The movements are titled:
1. O all ye works of the Lord
2. Green Things
3. Sun and Moon
4. Badgers and Hedgehogs
5. Ice and Snow
6. Whales and Waters
7. Butterflies and Moths
8. Thunder and Lightning
9. Spirits and Souls
10. Grannies and Grandads
11. O let the earth bless the Lord

The duration is given as 35 minutes. The first movement, beginning "O all ye works of the Lord, bless ye the Lord", is marked Molto ritmico (Very rhythmic) and is in 2+2+2+3/8 time.

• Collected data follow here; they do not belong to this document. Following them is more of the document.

//! Per-strategy backtest summary.

use crate::domain::instrument::Instrument;
use crate::domain::walker::{TradeRecord, Verdict, NOTIONAL};
use serde::{Deserialize, Serialize};
use std::fmt;

/// Trade and win counts for one instrument.
#[derive(Debug, Clone, Copy, Default, PartialEq, Eq, Serialize, Deserialize)]
pub struct InstrumentCounts {
    pub trades: usize,
    pub good: usize,
}

impl fmt::Display for InstrumentCounts {
    /// `"NN% - good / total"`, empty without trades.
    fn fmt(&self, f: &mut fmt::Formatter<'_>) -> fmt::Result {
        if self.trades == 0 {
            return Ok(());
        }
        write!(
            f,
            "{}% - {} / {}",
            percent(self.good, self.trades),
            self.good,
            self.trades
        )
    }
}

#[derive(Debug, Clone, PartialEq, Serialize, Deserialize)]
pub struct StrategySummary {
    pub strategy: String,
    pub points: i64,
    /// Net of the 1000-unit notional of every trade.
    pub profit: i64,
    /// Share of good trades, whole percent.
    pub efficiency: u32,
    #[serde(default)]
    pub bull: InstrumentCounts,
    #[serde(default)]
    pub bear: InstrumentCounts,
}

impl StrategySummary {
    pub fn empty(strategy: impl Into<String>) -> Self {
        Self {
            strategy: strategy.into(),
            points: 0,
            profit: 0,
            efficiency: 0,
            bull: InstrumentCounts::default(),
            bear: InstrumentCounts::default(),
        }
    }

    pub fn from_trades(strategy: impl Into<String>, trades: &[TradeRecord]) -> Self {
        let mut summary = Self::empty(strategy);
        if trades.is_empty() {
            return summary;
        }

        let mut good = 0;
        let mut gross = 0;
        for trade in trades {
            let is_good = trade.verdict == Verdict::Good;
            let counts = match trade.instrument {
                Instrument::Bull => &mut summary.bull,
                Instrument::Bear => &mut summary.bear,
            };
            counts.trades += 1;
            if is_good {
                counts.good += 1;
                good += 1;
            }
            summary.points += trade.points;
            gross += trade.profit;
        }
        summary.profit = gross - trades.len() as i64 * NOTIONAL;
        summary.efficiency = percent(good, trades.len());
        summary
    }

    pub fn trades(&self) -> usize {
        self.bull.trades + self.bear.trades
    }

    pub fn counts(&self, instrument: Instrument) -> InstrumentCounts {
        match instrument {
            Instrument::Bull => self.bull,
            Instrument::Bear => self.bear,
        }
    }
}

impl fmt::Display for StrategySummary {
    fn fmt(&self, f: &mut fmt::Formatter<'_>) -> fmt::Result {
        write!(
            f,
            "{} | points: {} | profit: {} | efficiency: {}% | BULL: {} | BEAR: {}",
            self.strategy, self.points, self.profit, self.efficiency, self.bull, self.bear
        )
    }
}

/// `round(100 · part / whole)`, halves to even.
fn percent(part: usize, whole: usize) -> u32 {
    if whole == 0 {
        return 0;
    }
    (100.0 * part as f64 / whole as f64).round_ties_even() as u32
}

The three movements based on added text to be sung by a children's choir were also published separately as Bless the Lord, which is concluded with the final movement. The movements are:
- Badgers and Hedgehogs (Benedicite No. 4)
- Butterflies and Moths (Benedicite No. 7)
- Grannies and Grandads (Benedicite No. 10)
- O Let The Earth Bless The Lord

== Performances and recordings ==
The first performance of Benedicite was at the Queen's Hall in Edinburgh on 5 November 1989, conducted by Philip Ledger. The work was recorded, together with Rutter's Requiem, by the Wayne Oratorio Society at Wayne Presbyterian Church on 10 May 2006, conducted by Jeffrey B. Fowler. In 2016, Benedicite was performed, together with Mozart's Great Mass in C minor, at the York Minster by the York Musical Society.